Ceux qui connaissent Naijb Mikati, savent pertinemment que sa démission ne pouvait se faire sur un coup de tête, et qu’elle est une décision programmée à l’avance et réfléchie. L’affaire du DG des Forces de Sécurité Intérieure, le général Achraf Rifi, ne serait que le prétexte pour un scénario préalablement établi et bien rôdé. La psychologie du personnage le prive de cette capacité, peu commune, il faut le reconnaître, chez les hommes politiques libanais, à prendre de grandes décisions, lors d’échéances cruciales. Il est incapable de prendre la décision de démissionner, à chaud, seul, sans assistance extérieure. Ceux qui connaissent Mikati savent que son mécanisme de prise de décision est collégial, même s’il est intime, familial et clanique.
La décision de démissionner, annoncée à l’issue d’un conseil des ministres houleux et avec le tapage médiatique que l’ont sait pour espérer les retombées politiques voulues, était déjà prise avant la tenue de la réunion du Conseil des ministres au palais présidentiel de Baabda ce vendredi 22/03. Elle a été prise à trois, ou à quatre, dans l’intimité d’un salon privé, quelques jours auparavant. Le scénario a été élaboré, afin d’entretenir le suspens, et pour en tirer le maximum, politiquement. Par ce geste, Mikati espère-t-il anticiper sa dépréciation politique qui s’annonçait, pour se rendre à nouveau indispensable auprès de la majorité parlementaire, et auprès de l’axe syro-Hezbollah? Aurait-il agi ainsi dans l’espoir de rester dans le jeu politique dans l’hypothèse d’arrangements régionaux sur la Syrie?

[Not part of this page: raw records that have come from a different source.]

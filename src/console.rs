use std::path::PathBuf;

use crate::{
    core::{
        SettingFlag,
        StudioError,
    },
    languages::LanguagePair,
    registry::{
        ActivePanelSelector,
        Facet,
        PanelGroup,
    },
    session::{
        StudioView,
        UiCommand,
    },
};

pub const HELP: &str = "\
Type text to convert it. Commands:
  :lang <in-to-out|custom>        request the rule sets for a language pair
  :in <lang> / :out <lang>        pick input / output language
  :rule <row> <col> [value]       edit a cell of the active rule table
  :abb <row> <col> [value]        edit a cell of the active abbreviation grid
  :add-row rules|abbs             append a row
  :add-col                        append an abbreviation column
  :move rules|abbs <r1,r2> <to>   move rows
  :set <flag> on|off              flags: include as_is case_sensitive escape_special reverse
  :show rules|abbs|settings <n>   focus a panel
  :export rules|abbs [dir]        write CSV
  :import rules|abbs <path>       load CSV
  :quit";

fn parse_facet(word: Option<&str>) -> Result<Facet, StudioError> {
    match word {
        Some("rules") => Ok(Facet::Rules),
        Some("abbs") | Some("abbreviations") => Ok(Facet::Abbreviations),
        other => Err(StudioError::Custom(format!("Unknown table: {}", other.unwrap_or("")))),
    }
}

fn parse_group(word: Option<&str>) -> Result<PanelGroup, StudioError> {
    match word {
        Some("settings") => Ok(PanelGroup::Settings),
        other => parse_facet(other).map(|facet| match facet {
            Facet::Rules => PanelGroup::Rules,
            Facet::Abbreviations => PanelGroup::Abbreviations,
        }),
    }
}

fn parse_number(word: Option<&str>) -> Result<usize, StudioError> {
    let word = word.ok_or_else(|| StudioError::Custom("Missing number".to_string()))?;
    word.parse().map_err(|_| StudioError::Custom(format!("Not a number: {}", word)))
}

fn parse_switch(word: Option<&str>) -> Result<bool, StudioError> {
    match word {
        Some("on") | Some("true") => Ok(true),
        Some("off") | Some("false") => Ok(false),
        other => Err(StudioError::Custom(format!("Expected on/off, got {}", other.unwrap_or("")))),
    }
}

fn required<'a>(word: Option<&'a str>, what: &str) -> Result<&'a str, StudioError> {
    word.ok_or_else(|| StudioError::Custom(format!("Missing {}", what)))
}

/// Lines starting with `:` are commands; anything else replaces the input text.
pub fn parse_command(line: &str) -> Result<UiCommand, StudioError> {
    let Some(command) = line.strip_prefix(':') else {
        return Ok(UiCommand::SetInput(line.to_string()));
    };

    let (name, rest) = command.split_once(' ').unwrap_or((command, ""));
    let mut words = rest.split_whitespace();

    let parsed = match name {
        "quit" | "q" => UiCommand::Quit,
        "lang" => UiCommand::SelectPair(LanguagePair::parse(required(words.next(), "language pair")?)),
        "in" => UiCommand::SelectInputLanguage(required(words.next(), "language")?.to_string()),
        "out" => UiCommand::SelectOutputLanguage(required(words.next(), "language")?.to_string()),
        "rule" | "abb" => {
            let mut parts = rest.splitn(3, ' ');
            let row = parse_number(parts.next())?;
            let column = parse_number(parts.next())?;
            let value = parts.next().unwrap_or("").to_string();
            if name == "rule" {
                UiCommand::SetRuleCell { row, column, value }
            } else {
                UiCommand::SetAbbreviationCell { row, column, value }
            }
        }
        "add-row" => UiCommand::InsertRow(parse_facet(words.next())?),
        "add-col" => UiCommand::InsertColumn,
        "move" => {
            let facet = parse_facet(words.next())?;
            let rows = required(words.next(), "rows")?
                .split(',')
                .map(|row| parse_number(Some(row.trim())))
                .collect::<Result<Vec<_>, _>>()?;
            let target = parse_number(words.next())?;
            UiCommand::MoveRows { facet, rows, target }
        }
        "set" => {
            let key = required(words.next(), "flag")?;
            let flag = SettingFlag::from_key(key)
                .ok_or_else(|| StudioError::Custom(format!("Unknown flag: {}", key)))?;
            UiCommand::ToggleSetting { flag, value: parse_switch(words.next())? }
        }
        "show" => {
            let group = parse_group(words.next())?;
            UiCommand::Focus { group, index: parse_number(words.next())? }
        }
        "export" => UiCommand::Export {
            facet: parse_facet(words.next())?,
            dir: words.next().map(PathBuf::from),
        },
        "import" => UiCommand::Import {
            facet: parse_facet(words.next())?,
            path: PathBuf::from(required(words.next(), "path")?),
        },
        other => return Err(StudioError::Custom(format!("Unknown command: :{}", other))),
    };
    Ok(parsed)
}

/// Prints session state to stdout.
#[derive(Default)]
pub struct ConsoleView;

impl StudioView for ConsoleView {
    fn show_output(&mut self, output: &str) {
        println!("=> {}", output);
    }

    fn show_status(&mut self, status: &str) {
        println!("{}", status);
    }

    fn rebuild_panels(&mut self, display_names: &[String], selector: &ActivePanelSelector) {
        for group in PanelGroup::ALL {
            let labels: Vec<String> = display_names
                .iter()
                .zip(selector.panels(group))
                .map(|(name, active)| if active { format!("[{}]", name) } else { name.clone() })
                .collect();
            println!("{:>13}: {}", group, labels.join(" | "));
        }
    }

    fn show_error(&mut self, error: &StudioError) {
        eprintln!("! {}", error);
    }
}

Deux raisonnements peuvent, en effet, éclairer sa décision de démissionner : soit qu’il comprend que le bras de fer entre les deux axes opposés sur la scène syrienne se radicalise et pousse le camp libanais du 8 Mars à un coup de force préventif pour inaugurer une véritable contre-attaque au Liban contre le camp du 14 Mars, soit qu’il anticipe des arrangements entre les deux axes qui s’affrontent sur la scène syrienne et qui se traduiraient par des compromis politiques interlibanais. En provoquant ce changement brutal et inattendu, et qui accentue une pression déjà trop forte sur la stabilité interne au Liban, Mikati chercherait à éviter de faire lui-même les frais d’une confrontation violente ouverte entre les deux axes opposés sur la Syrie et au Liban, ou d’être évincé du jeu politique par des arrangements régionaux qui prépareraient le retour aux affaires du Courant du Futur pro-saoudien.
Dans tous les cas, en n’agissant pas, Mikati savait qu’il ne pouvait pas tenir indéfiniment dans cette posture inconfortable, surtout si le statuquo qui le maintenait au gouvernement venait à être brisé, dans un sens ou dans l’autre. Il a anticipé, et a lui-même brisé le statuquo. Un jeu risqué, pour le Liban.